Applies To: Windows Compute Cluster Server 2003

Set realistic run times

Instead of using the default Infinite run time, set a run time that is a reasonable estimate of how long your job will actually take to complete. This will give your job a better chance of moving up the queue into the backfill window of a job that is about to run.

Set realistic minimum and maximum number of processors

If there is an ideal number of processors on which to run your job, specify this number as a maximum, not a minimum. Then set as the minimum the lowest acceptable number of processors. This will ensure that your job does not have to wait longer than necessary in the queue.

Reserve specific nodes only when necessary

Reserve specific nodes for your job only if your job requires the special resources of those nodes. Waiting in the queue for specific nodes to become available can be a lengthy process.

Use the nonexclusive option for jobs if possible

By default, a job has exclusive use of a node it reserves. This means that no other jobs may use idle processors on the node, including other jobs owned by you. By changing the Exclusive property to false, you will not only be sharing unused processors with jobs that can make use of them, but you will be able to use idle processors on nodes belonging to other jobs.

Do not use the exclusive option for a task unless necessary

By default, a task has nonexclusive use of the node reserved by the job. Giving a task exclusive use of a node not only locks other jobs out of the node, it locks other tasks in the same job out of the node. This means the node will run your tasks one at a time, turning a parallel job into a serial one. The exclusive option is primarily for administrative operations, like starting or rebooting nodes.

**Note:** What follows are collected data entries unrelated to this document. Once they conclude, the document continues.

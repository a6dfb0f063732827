//! Critical user journeys
//!
//! A CUJ fixes what one test class measures: the medium under test, the
//! station network, the payload, the repeat policy, the device capabilities
//! it needs and the triage tips it attaches to failures.

use crate::config::TestParameters;
use crate::connection::benchmark::ThroughputProfile;
use crate::defaults;
use crate::device::{CapabilityFlag, CapabilityRequirement};
use crate::error::{AppError, Result};
use crate::executor::RepeatPolicy;
use crate::types::{DeviceRole, NearbyConnectionMedium, NearbyMedium, WifiBand, WifiD2DType};
use std::fmt;
use std::str::FromStr;
use std::time::Duration;

/// Name of the negotiated medium as tips print it
pub fn negotiated_medium_name(medium: Option<NearbyConnectionMedium>) -> &'static str {
    medium.map(NearbyConnectionMedium::name).unwrap_or("None")
}

/// First sentence of every throughput tip
pub fn throughput_low_string(measured_kbps: f64, benchmark_kbps: f64) -> String {
    format!(
        "The measured throughput {:.1} is lower than the expected {:.1} KBps",
        measured_kbps, benchmark_kbps
    )
}

/// One test class definition
pub trait CujTestCase: Send + Sync {
    /// Class tag used in records
    fn tag(&self) -> &'static str;

    /// Name of the repeated test
    fn test_name(&self) -> &'static str;

    fn kind(&self) -> CujKind;

    /// Medium the connection is upgraded to for the transfer
    fn upgrade_medium(&self) -> NearbyMedium;

    fn connection_medium(&self) -> NearbyMedium {
        NearbyMedium::BtOnly
    }

    /// Band whose credentials both devices associate with, if any
    fn sta_band(&self) -> Option<WifiBand>;

    /// Station credentials; `None` when the CUJ runs without a STA
    fn wifi_credentials<'a>(&self, params: &'a TestParameters) -> Option<(&'a str, &'a str)> {
        self.sta_band().map(|band| params.sta_credentials(band))
    }

    fn repeat_policy(&self) -> RepeatPolicy;

    fn transfer_file_size_kb(&self) -> u64;

    fn transfer_timeout(&self) -> Duration;

    fn throughput_profile(&self) -> ThroughputProfile;

    fn is_wifi_ap_ready(&self, params: &TestParameters) -> bool;

    fn capability_requirements(&self) -> Vec<CapabilityRequirement> {
        Vec::new()
    }

    fn country_code(&self) -> &'static str {
        defaults::DEFAULT_COUNTRY_CODE
    }

    /// Classes that must never open a prior BT connection
    fn force_disable_bt_multiplex(&self) -> bool {
        false
    }

    fn file_transfer_failure_tip(&self, negotiated: Option<NearbyConnectionMedium>, low_string: &str) -> String;

    fn throughput_low_tip(&self, negotiated: Option<NearbyConnectionMedium>, low_string: &str) -> String;

    /// The class's own reason to skip, checked before device capabilities
    fn skip_reason(&self, params: &TestParameters) -> Option<String> {
        if self.is_wifi_ap_ready(params) {
            None
        } else {
            Some("Wifi AP is not ready for this test.".to_string())
        }
    }
}

/// Selectable CUJ classes
#[derive(Debug, Clone, Copy, PartialEq, Eq, Hash)]
pub enum CujKind {
    Scc2gAllWifiSta,
    Scc5gAllWifiSta,
    BtPerformance,
}

impl CujKind {
    pub const ALL: [CujKind; 3] = [CujKind::Scc2gAllWifiSta, CujKind::Scc5gAllWifiSta, CujKind::BtPerformance];

    /// Command-line name
    pub fn as_str(self) -> &'static str {
        match self {
            CujKind::Scc2gAllWifiSta => "scc-2g-all-wifi",
            CujKind::Scc5gAllWifiSta => "scc-5g-all-wifi",
            CujKind::BtPerformance => "bt",
        }
    }

    pub fn build(self) -> Box<dyn CujTestCase> {
        match self {
            CujKind::Scc2gAllWifiSta => Box::new(Scc2gAllWifiSta),
            CujKind::Scc5gAllWifiSta => Box::new(Scc5gAllWifiSta),
            CujKind::BtPerformance => Box::new(BtPerformance),
        }
    }
}

impl fmt::Display for CujKind {
    fn fmt(&self, f: &mut fmt::Formatter<'_>) -> fmt::Result {
        f.write_str(self.as_str())
    }
}

impl FromStr for CujKind {
    type Err = AppError;

    fn from_str(s: &str) -> Result<Self> {
        CujKind::ALL
            .into_iter()
            .find(|kind| kind.as_str() == s.trim())
            .ok_or_else(|| {
                let known: Vec<&str> = CujKind::ALL.iter().map(|k| k.as_str()).collect();
                AppError::config(format!("Unknown CUJ '{}', expected one of: {}", s, known.join(", ")))
            })
    }
}

/// Classes to run.
///
/// An explicit selection is taken as-is. Otherwise BT performance always runs
/// and each SCC class runs when its band has credentials or the access point
/// is controlled by the harness.
pub fn select_suite(requested: &[CujKind], params: &TestParameters) -> Vec<Box<dyn CujTestCase>> {
    if !requested.is_empty() {
        return requested.iter().map(|kind| kind.build()).collect();
    }

    let mut suite: Vec<Box<dyn CujTestCase>> = Vec::new();
    if !params.wifi_2g_ssid.is_empty() || params.use_auto_controlled_wifi_ap {
        suite.push(Box::new(Scc2gAllWifiSta));
    }
    if !params.wifi_5g_ssid.is_empty() || params.use_auto_controlled_wifi_ap {
        suite.push(Box::new(Scc5gAllWifiSta));
    }
    suite.push(Box::new(BtPerformance));
    suite
}

/// Wi-Fi upgrade with both devices on a 2G station network
#[derive(Debug, Clone, Copy, Default)]
pub struct Scc2gAllWifiSta;

impl CujTestCase for Scc2gAllWifiSta {
    fn tag(&self) -> &'static str {
        "Scc2gAllWifiStaTest"
    }

    fn test_name(&self) -> &'static str {
        "test_scc_2g_all_wifi_sta"
    }

    fn kind(&self) -> CujKind {
        CujKind::Scc2gAllWifiSta
    }

    fn upgrade_medium(&self) -> NearbyMedium {
        NearbyMedium::UpgradeToAllWifi
    }

    fn sta_band(&self) -> Option<WifiBand> {
        Some(WifiBand::TwoG)
    }

    fn repeat_policy(&self) -> RepeatPolicy {
        RepeatPolicy::scc()
    }

    fn transfer_file_size_kb(&self) -> u64 {
        defaults::TRANSFER_FILE_SIZE_20MB_KB
    }

    fn transfer_timeout(&self) -> Duration {
        defaults::WIFI_2G_20M_PAYLOAD_TRANSFER_TIMEOUT
    }

    fn throughput_profile(&self) -> ThroughputProfile {
        ThroughputProfile::Wifi {
            d2d_type: WifiD2DType::Scc2g,
            is_dbs_mode: false,
        }
    }

    fn is_wifi_ap_ready(&self, params: &TestParameters) -> bool {
        !params.sta_credentials(WifiBand::TwoG).0.is_empty()
    }

    fn file_transfer_failure_tip(&self, negotiated: Option<NearbyConnectionMedium>, low_string: &str) -> String {
        format!(
            "The upgraded wifi medium {} might be broken, check the related log; Or {}",
            negotiated_medium_name(negotiated),
            self.throughput_low_tip(negotiated, low_string)
        )
    }

    fn throughput_low_tip(&self, negotiated: Option<NearbyConnectionMedium>, low_string: &str) -> String {
        format!(
            "{}. The upgraded medium is {}, this is a 2G SCC case. Check with the wifi chip vendor \
             for any FW issue in this mode.",
            low_string,
            negotiated_medium_name(negotiated)
        )
    }
}

/// Wi-Fi upgrade with both devices on a 5G station network
#[derive(Debug, Clone, Copy, Default)]
pub struct Scc5gAllWifiSta;

impl CujTestCase for Scc5gAllWifiSta {
    fn tag(&self) -> &'static str {
        "Scc5gAllWifiStaTest"
    }

    fn test_name(&self) -> &'static str {
        "test_scc_5g_all_wifi_sta"
    }

    fn kind(&self) -> CujKind {
        CujKind::Scc5gAllWifiSta
    }

    fn upgrade_medium(&self) -> NearbyMedium {
        NearbyMedium::UpgradeToAllWifi
    }

    fn sta_band(&self) -> Option<WifiBand> {
        Some(WifiBand::FiveG)
    }

    fn repeat_policy(&self) -> RepeatPolicy {
        RepeatPolicy::scc()
    }

    fn transfer_file_size_kb(&self) -> u64 {
        defaults::TRANSFER_FILE_SIZE_500MB_KB
    }

    fn transfer_timeout(&self) -> Duration {
        defaults::WIFI_500M_PAYLOAD_TRANSFER_TIMEOUT
    }

    fn throughput_profile(&self) -> ThroughputProfile {
        ThroughputProfile::Wifi {
            d2d_type: WifiD2DType::Scc5g,
            is_dbs_mode: false,
        }
    }

    fn is_wifi_ap_ready(&self, params: &TestParameters) -> bool {
        !params.sta_credentials(WifiBand::FiveG).0.is_empty()
    }

    fn capability_requirements(&self) -> Vec<CapabilityRequirement> {
        vec![
            CapabilityRequirement::new(DeviceRole::SourceDevice, CapabilityFlag::Supports5g, true),
            CapabilityRequirement::new(DeviceRole::TargetDevice, CapabilityFlag::Supports5g, true),
        ]
    }

    fn file_transfer_failure_tip(&self, negotiated: Option<NearbyConnectionMedium>, low_string: &str) -> String {
        format!(
            "The upgraded wifi medium {} might be broken, check the related log; Or {}",
            negotiated_medium_name(negotiated),
            self.throughput_low_tip(negotiated, low_string)
        )
    }

    fn throughput_low_tip(&self, negotiated: Option<NearbyConnectionMedium>, low_string: &str) -> String {
        format!(
            "{}. The upgraded medium is {}, this is a 5G SCC case. Check if the D2D link is on the \
             same 80MHz channel as the STA and with the wifi chip vendor for any FW issue in this mode.",
            low_string,
            negotiated_medium_name(negotiated)
        )
    }
}

/// Classic BT transfer without an upgrade or a station network
#[derive(Debug, Clone, Copy, Default)]
pub struct BtPerformance;

impl CujTestCase for BtPerformance {
    fn tag(&self) -> &'static str {
        "BtPerformanceTest"
    }

    fn test_name(&self) -> &'static str {
        "test_bt_performance"
    }

    fn kind(&self) -> CujKind {
        CujKind::BtPerformance
    }

    fn upgrade_medium(&self) -> NearbyMedium {
        NearbyMedium::BtOnly
    }

    fn sta_band(&self) -> Option<WifiBand> {
        None
    }

    fn repeat_policy(&self) -> RepeatPolicy {
        RepeatPolicy::bt()
    }

    fn transfer_file_size_kb(&self) -> u64 {
        defaults::TRANSFER_FILE_SIZE_1MB_KB
    }

    fn transfer_timeout(&self) -> Duration {
        defaults::BT_1M_PAYLOAD_TRANSFER_TIMEOUT
    }

    fn throughput_profile(&self) -> ThroughputProfile {
        ThroughputProfile::ClassicBt
    }

    fn is_wifi_ap_ready(&self, _params: &TestParameters) -> bool {
        true
    }

    fn force_disable_bt_multiplex(&self) -> bool {
        true
    }

    fn file_transfer_failure_tip(&self, _negotiated: Option<NearbyConnectionMedium>, low_string: &str) -> String {
        format!(
            "The classic BT connection might be broken, check the related log; Or {}",
            self.throughput_low_tip(None, low_string)
        )
    }

    fn throughput_low_tip(&self, _negotiated: Option<NearbyConnectionMedium>, low_string: &str) -> String {
        format!(
            "{}. This is a classic BT case. Check the BT and Wi-Fi coexistence settings and the BT \
             chip FW.",
            low_string
        )
    }
}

Take advantage of "Save as Template" option

The Save as Template option is a very useful tool. If job submission fails for any reason, there is no way to recover a job that has not first been saved. And while a job that is Finished, Canceled, or Failed can be clicked in the queue and saved as a template, the job will remain in the queue for only a limited time.

Organize Data Files

By default, Job Scheduler looks for standard input files and writes standard output and error files to the working directory of the compute node or nodes on which the executable is run. To use of the cluster effectively, it is necessary to create file shares to establish central and predictable locations for your data files. For more information, see Store and Access Data Files.

Make your executables accessible to a cluster

In your cluster, many compute nodes will run the same program simultaneously, and each of these nodes needs directions to that executable. To avoid "File not found" errors, it is necessary to do two things:

If your executable is installed on eachcompute node, place the executable in the search path of each node using the operating system's Path environment variable. Then invoke it by its filename alone.
If the executable is installed only in one place, specify it on the command line by a UNC path direct to the executable. (The Path search path does not work with file shares.)